WHAT TO PRODUCE
Please filter the data below down to the lines holding the string "config".

Stored items from a collection:
========================

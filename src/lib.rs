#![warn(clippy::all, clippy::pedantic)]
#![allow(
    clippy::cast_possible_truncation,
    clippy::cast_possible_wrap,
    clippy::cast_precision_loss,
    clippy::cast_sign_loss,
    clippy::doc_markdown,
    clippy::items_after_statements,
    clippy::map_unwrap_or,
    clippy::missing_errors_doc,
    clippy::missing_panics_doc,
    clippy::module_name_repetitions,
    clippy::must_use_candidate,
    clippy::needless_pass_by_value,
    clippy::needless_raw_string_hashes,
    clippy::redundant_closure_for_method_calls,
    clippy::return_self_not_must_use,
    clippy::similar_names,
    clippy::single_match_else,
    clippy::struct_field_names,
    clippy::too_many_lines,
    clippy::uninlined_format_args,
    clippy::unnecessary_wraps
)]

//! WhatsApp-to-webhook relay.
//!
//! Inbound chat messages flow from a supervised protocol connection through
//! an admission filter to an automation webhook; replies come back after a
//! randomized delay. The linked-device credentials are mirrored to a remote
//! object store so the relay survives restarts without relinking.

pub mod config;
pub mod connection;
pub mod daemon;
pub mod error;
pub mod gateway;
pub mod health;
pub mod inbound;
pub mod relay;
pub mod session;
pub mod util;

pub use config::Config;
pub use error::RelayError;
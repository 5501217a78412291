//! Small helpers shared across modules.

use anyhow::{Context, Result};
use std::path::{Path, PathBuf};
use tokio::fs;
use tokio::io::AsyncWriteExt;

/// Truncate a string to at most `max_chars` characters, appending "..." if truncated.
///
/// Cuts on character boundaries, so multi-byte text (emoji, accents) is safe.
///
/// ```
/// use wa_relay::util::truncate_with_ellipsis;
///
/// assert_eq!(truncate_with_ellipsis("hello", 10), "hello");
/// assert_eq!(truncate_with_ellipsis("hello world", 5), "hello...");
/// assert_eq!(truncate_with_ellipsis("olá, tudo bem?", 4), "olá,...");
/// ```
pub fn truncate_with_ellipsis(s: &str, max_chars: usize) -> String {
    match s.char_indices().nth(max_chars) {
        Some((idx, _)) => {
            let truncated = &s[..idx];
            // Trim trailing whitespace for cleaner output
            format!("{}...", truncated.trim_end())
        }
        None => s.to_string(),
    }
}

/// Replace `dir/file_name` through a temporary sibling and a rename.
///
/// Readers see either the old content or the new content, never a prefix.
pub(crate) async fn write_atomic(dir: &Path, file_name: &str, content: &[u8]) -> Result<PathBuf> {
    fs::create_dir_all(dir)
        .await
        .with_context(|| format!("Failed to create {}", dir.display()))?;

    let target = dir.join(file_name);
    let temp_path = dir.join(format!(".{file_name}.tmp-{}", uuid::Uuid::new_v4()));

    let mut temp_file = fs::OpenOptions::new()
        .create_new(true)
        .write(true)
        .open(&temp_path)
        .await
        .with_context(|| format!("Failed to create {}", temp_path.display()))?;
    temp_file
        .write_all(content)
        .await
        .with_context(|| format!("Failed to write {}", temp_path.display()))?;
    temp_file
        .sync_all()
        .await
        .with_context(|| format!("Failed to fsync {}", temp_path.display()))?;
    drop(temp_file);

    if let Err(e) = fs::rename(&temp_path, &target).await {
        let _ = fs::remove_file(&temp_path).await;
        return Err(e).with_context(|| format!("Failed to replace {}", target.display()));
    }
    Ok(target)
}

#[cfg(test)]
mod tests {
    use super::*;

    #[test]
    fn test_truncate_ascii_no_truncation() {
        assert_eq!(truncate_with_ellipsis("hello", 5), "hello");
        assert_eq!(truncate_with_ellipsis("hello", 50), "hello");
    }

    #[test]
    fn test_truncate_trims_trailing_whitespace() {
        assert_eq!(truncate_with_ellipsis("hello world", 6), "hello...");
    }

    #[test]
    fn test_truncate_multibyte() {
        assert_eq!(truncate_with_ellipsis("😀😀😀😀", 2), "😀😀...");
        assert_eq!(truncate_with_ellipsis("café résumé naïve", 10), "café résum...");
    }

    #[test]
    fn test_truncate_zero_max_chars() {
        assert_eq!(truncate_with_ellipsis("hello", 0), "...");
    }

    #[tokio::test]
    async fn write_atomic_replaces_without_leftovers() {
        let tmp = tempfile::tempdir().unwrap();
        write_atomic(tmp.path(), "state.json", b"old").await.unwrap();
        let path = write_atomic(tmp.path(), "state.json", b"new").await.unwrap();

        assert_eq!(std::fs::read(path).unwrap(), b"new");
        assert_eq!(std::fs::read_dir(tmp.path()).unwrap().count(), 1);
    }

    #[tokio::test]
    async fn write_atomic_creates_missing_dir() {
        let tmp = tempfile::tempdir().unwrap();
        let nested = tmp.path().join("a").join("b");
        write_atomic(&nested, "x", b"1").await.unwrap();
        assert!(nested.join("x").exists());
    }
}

========================

COMPLETED TASK
pub mod config;
pub use config::Config;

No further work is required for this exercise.